Non è un momento di crisi, è la fine di un’epoca

 

Chinese accountants at work in their storeFinisce l’epoca in cui le professioni potevano permettersi di chiamarsi fuori dalle logiche d’impresa. Quelle che riguardano l’aspetto commerciale e il management. Oggi chi di noi non è in grado controllare l’efficienza della propria gestione, chi non è in grado di prendersi tempo per tentare di interpretare il futuro nel mercato della consulenza, e riconvertirsi, è fuori.

Siamo già fuori noi che abbiamo gli studi di trincea, quelli che si occupano di contabilità e adempimenti fiscali, quelli che si prendono le pallottole di quest’assurda, iper prolifica normativa che ci ha costretto a divenire i postini del fisco, i concorrenti dei CAF, quelli che non hanno più tempo di respirare e rischiano l’infarto per lo stress procurato da mille adempimenti e connesse responsabilità, cui siamo sottoposti in nome dell’evoluzione di un sistema che si dichiara votato alla lotta all’evasione ma che in realtà, i grossi evasori, quelli che, talvolta, finiscono in un tribunale penale, non li becca, sostanzialmente, mai.

Siamo già fuori noi piccoli commercialisti, individualisti, con un paio di collaboratori al massimo, spesso giovani colleghi pagati meno di una segretaria. Noi a cui hanno insegnato le tecniche e il diritto, senza spiegarci che il futuro della professione era ed è nella capacità di lavorare in squadra, e che per far questo dobbiamo, ora come allora, far entrare nel nostro bagaglio culturale materie come la comunicazione, il problem solving e altre ancora, che mirano alla formazione dell’individuo, come persona capace di interagire proficuamente, prima ancora che come professionista.

Qualcuno si era illuso che il proprio studio lo avrebbe tramandato ai propri figli, per passargli quel benessere frutto di una vita di sacrifici. Oggi si maledice di non avergli dato un’altra opportunità, di essersi messo in mezzo alle loro scelte. E anche se l’ha fatto con l’amore di un padre, non se lo perdona.

Quattro o cinque anni ancora e tutto il lavoro connesso alle contabilità non ci sarà più o non ci sarà più la convenienza a farlo; e forse è anche giusto che sia così.

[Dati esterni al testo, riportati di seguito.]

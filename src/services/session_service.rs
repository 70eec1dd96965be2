//! services/session_service.rs
//! Estado de cada sesión del dashboard (clientes, borradores, imagen,
//! credenciales y log) y el mapa compartido de sesiones.

use std::collections::HashMap;
use std::sync::Arc;
use std::time::{Duration, Instant};

use chrono::{DateTime, Utc};
use tokio::sync::RwLock;
use uuid::Uuid;

use crate::{
    models::{
        customer_model::CustomerRecord,
        error_model::ValidationError,
        message_model::{ImageAttachment, MessageDraft, MessagePreview, PreviewResponse},
        schedule_model::{Credentials, ScheduleOutcome, ScheduleRequest},
        session_model::SessionSummary,
    },
    services::{
        delivery_log_service::DeliveryLog, message_service::generate_messages,
        schedule_service::schedule_messages, template_service::unknown_placeholders,
    },
};

#[derive(Debug, Clone, Copy, PartialEq, Eq)]
pub enum UploadKind {
    Customers,
    Image,
}

/// Número de secuencia de una subida. Solo la última de cada tipo
/// puede aplicar su resultado.
#[derive(Debug, Clone, Copy, PartialEq, Eq)]
pub struct UploadTicket {
    pub session_id: Uuid,
    pub kind: UploadKind,
    seq: u64,
}

#[derive(Debug, Clone, Copy, PartialEq, Eq)]
pub enum UploadCommit {
    Applied,
    /// Llegó otra subida después; el resultado se ignora
    Stale,
}

impl UploadCommit {
    pub fn is_stale(&self) -> bool {
        matches!(self, UploadCommit::Stale)
    }
}

#[derive(Debug)]
pub struct SessionContext {
    id: Uuid,
    headers: Vec<String>,
    customers: Vec<CustomerRecord>,
    drafts: Vec<MessageDraft>,
    template: Option<String>,
    /// Columnas con las que se generaron los borradores actuales
    template_headers: Vec<String>,
    image: Option<Arc<ImageAttachment>>,
    credentials: Credentials,
    log: DeliveryLog,
    customer_upload_seq: u64,
    image_upload_seq: u64,
    last_access: Instant,
}

impl SessionContext {
    pub fn new(id: Uuid) -> Self {
        Self {
            id,
            headers: vec![],
            customers: vec![],
            drafts: vec![],
            template: None,
            template_headers: vec![],
            image: None,
            credentials: Credentials::default(),
            log: DeliveryLog::default(),
            customer_upload_seq: 0,
            image_upload_seq: 0,
            last_access: Instant::now(),
        }
    }

    fn is_idle(&self, now: Instant, ttl: Duration) -> bool {
        now.saturating_duration_since(self.last_access) > ttl
    }

    // ----------------------------------------------------------------
    // Subidas (CSV / imagen)
    // ----------------------------------------------------------------

    pub fn begin_upload(&mut self, kind: UploadKind) -> UploadTicket {
        let seq = match kind {
            UploadKind::Customers => {
                self.customer_upload_seq += 1;
                self.customer_upload_seq
            }
            UploadKind::Image => {
                self.image_upload_seq += 1;
                self.image_upload_seq
            }
        };
        UploadTicket {
            session_id: self.id,
            kind,
            seq,
        }
    }

    pub fn is_current(&self, ticket: &UploadTicket) -> bool {
        let latest = match ticket.kind {
            UploadKind::Customers => self.customer_upload_seq,
            UploadKind::Image => self.image_upload_seq,
        };
        ticket.session_id == self.id && ticket.seq == latest
    }

    /// Reemplaza la lista de clientes completa
    pub fn commit_customers(
        &mut self,
        ticket: UploadTicket,
        headers: Vec<String>,
        customers: Vec<CustomerRecord>,
    ) -> UploadCommit {
        if ticket.kind != UploadKind::Customers || !self.is_current(&ticket) {
            return UploadCommit::Stale;
        }
        self.headers = headers;
        self.customers = customers;
        UploadCommit::Applied
    }

    /// Archivo que no es CSV: se vacía la lista de clientes
    pub fn reject_customers(&mut self, ticket: UploadTicket) -> UploadCommit {
        self.commit_customers(ticket, vec![], vec![])
    }

    /// `None` quita la imagen
    pub fn commit_image(
        &mut self,
        ticket: UploadTicket,
        image: Option<ImageAttachment>,
    ) -> UploadCommit {
        if ticket.kind != UploadKind::Image || !self.is_current(&ticket) {
            return UploadCommit::Stale;
        }
        self.image = image.map(Arc::new);
        UploadCommit::Applied
    }

    // ----------------------------------------------------------------
    // Pipeline
    // ----------------------------------------------------------------

    /// Regenera los borradores y devuelve cuántos hay.
    /// Si falla, se conservan los anteriores.
    pub fn generate(&mut self, template: &str) -> Result<usize, ValidationError> {
        let drafts = generate_messages(&self.customers, template, self.image.as_ref())?;
        self.drafts = drafts;
        self.template = Some(template.to_string());
        self.template_headers = self.headers.clone();
        Ok(self.drafts.len())
    }

    /// Valida y, en la rama de envío, agrega las entradas al log.
    pub fn schedule(
        &mut self,
        req: &ScheduleRequest,
        qr_size: u32,
        now: DateTime<Utc>,
    ) -> Result<ScheduleOutcome, ValidationError> {
        let outcome = schedule_messages(&self.drafts, req, &self.credentials, qr_size, now)?;
        if let ScheduleOutcome::Sent(entries) = &outcome {
            self.log.extend(entries.iter().cloned());
        }
        Ok(outcome)
    }

    pub fn set_credentials(&mut self, credentials: Credentials) {
        self.credentials = credentials;
    }

    // ----------------------------------------------------------------
    // Lectura
    // ----------------------------------------------------------------

    pub fn headers(&self) -> &[String] {
        &self.headers
    }

    pub fn customers(&self) -> &[CustomerRecord] {
        &self.customers
    }

    pub fn credentials(&self) -> &Credentials {
        &self.credentials
    }

    pub fn log(&self) -> &DeliveryLog {
        &self.log
    }

    pub fn preview(&self) -> PreviewResponse {
        let unknown = self
            .template
            .as_deref()
            .map(|t| unknown_placeholders(t, &self.template_headers))
            .unwrap_or_default();

        PreviewResponse {
            success: true,
            count: self.drafts.len(),
            unknown_placeholders: unknown,
            messages: self
                .drafts
                .iter()
                .map(|d| MessagePreview {
                    to: d.recipient.recipient_label(),
                    content: d.content.clone(),
                    image: d.image.as_ref().map(|img| img.data_uri.clone()),
                })
                .collect(),
        }
    }

    pub fn summary(&self) -> SessionSummary {
        SessionSummary {
            session_id: self.id,
            customers: self.customers.len(),
            drafts: self.drafts.len(),
            has_image: self.image.is_some(),
            log: self.log.counts(),
        }
    }
}

#[cfg(test)]
impl SessionContext {
    pub(crate) fn drafts(&self) -> &[MessageDraft] {
        &self.drafts
    }

    pub(crate) fn image(&self) -> Option<&Arc<ImageAttachment>> {
        self.image.as_ref()
    }
}

/// Mapa de sesiones en memoria, compartido entre workers.
/// El lock nunca se mantiene mientras se lee el body de una request.
/// Con `idle_ttl`, las sesiones sin accesos por más de ese tiempo se
/// descartan al crear una nueva o en [`SessionService::evict_idle`].
#[derive(Clone, Default)]
pub struct SessionService {
    sessions: Arc<RwLock<HashMap<Uuid, SessionContext>>>,
    idle_ttl: Option<Duration>,
}

impl SessionService {
    /// Un TTL de cero desactiva la expiración (igual que `default()`:
    /// las sesiones viven hasta un DELETE explícito)
    pub fn with_idle_ttl(ttl: Duration) -> Self {
        Self {
            idle_ttl: Some(ttl).filter(|ttl| !ttl.is_zero()),
            ..Self::default()
        }
    }

    pub async fn create_session(&self) -> Uuid {
        let id = Uuid::new_v4();
        let mut guard = self.sessions.write().await;
        let evicted = self.sweep(&mut guard, Instant::now());
        guard.insert(id, SessionContext::new(id));
        log::info!(
            "(create_session) Sesión creada id={} (expiradas: {})",
            id,
            evicted
        );
        id
    }

    /// Descarta las sesiones inactivas respecto de `now`.
    /// Devuelve cuántas se eliminaron.
    pub async fn evict_idle(&self, now: Instant) -> usize {
        let mut guard = self.sessions.write().await;
        self.sweep(&mut guard, now)
    }

    fn sweep(&self, sessions: &mut HashMap<Uuid, SessionContext>, now: Instant) -> usize {
        let Some(ttl) = self.idle_ttl else {
            return 0;
        };
        let before = sessions.len();
        sessions.retain(|_, s| !s.is_idle(now, ttl));
        let evicted = before - sessions.len();
        if evicted > 0 {
            log::info!(
                "(evict_idle) {} sesiones expiradas por inactividad ({}s)",
                evicted,
                ttl.as_secs()
            );
        }
        evicted
    }

    pub async fn remove_session(&self, id: &Uuid) -> bool {
        let removed = self.sessions.write().await.remove(id).is_some();
        if removed {
            log::info!("(remove_session) Sesión eliminada id={}", id);
        }
        removed
    }

    /// `None` si la sesión no existe. Toma el lock de escritura porque
    /// también registra el último acceso.
    pub async fn with_session<R>(
        &self,
        id: &Uuid,
        f: impl FnOnce(&SessionContext) -> R,
    ) -> Option<R> {
        self.with_session_mut(id, |s| f(&*s)).await
    }

    pub async fn with_session_mut<R>(
        &self,
        id: &Uuid,
        f: impl FnOnce(&mut SessionContext) -> R,
    ) -> Option<R> {
        let mut guard = self.sessions.write().await;
        guard.get_mut(id).map(|s| {
            s.last_access = Instant::now();
            f(s)
        })
    }
}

Chi siamo noi per pretendere che l’evoluzione non ci tocchi?

Centodiecimila commercialisti in tutta l’Italia, di cui buona parte giovani che se trovassero un impiego ci si fionderebbero senza indugio, alla faccia della libera professione. Il popolo dei laureati senza una vera alternativa alla partita IVA. Quelli che, il più delle volte con una raccomandazione, hanno passato un esame di Stato di un apparente assurda difficoltà. Quasi dovessero essere le professioni a fare da filtro, dopo, invece che l’università, prima.

Oggi il mondo è cambiato, tanto, all’improvviso, o almeno così ci sembra. E noi non ci siamo attrezzati per tempo.

Piove! Governo ladro! E giù a dargli addosso a quelli che ci rappresentano senza rappresentarci veramente. Quelli che se stanno dove stanno è perché glielo abbiamo permesso noi, poco interessati, da buoni italiani, alla politica della categoria, sinora appannaggio di chi si poteva permettere il tempo per praticarla.

Per noi il termine “lobby” è un qualcosa che riecheggia “loggia”, anziché “corporativismo”. Ma noi siamo anche quelli che portano nel proprio DNA (ce lo dice la storia) la capacità di tirare fuori doti d’inventiva e caparbietà per combattere i momenti difficili e venirne fuori.

Oggi, due sono le condizioni ineluttabili per tentare il cambiamento, ed entrambe sottintendono la capacità di fare squadra:

  • sviluppo della cultura all’aggregazione tra professionisti e
  • maggiore responsabilità nel partecipare, quotidianamente (e non soltanto a ridosso delle elezioni di turno) alla vita politica della categoria professionale di appartenenza.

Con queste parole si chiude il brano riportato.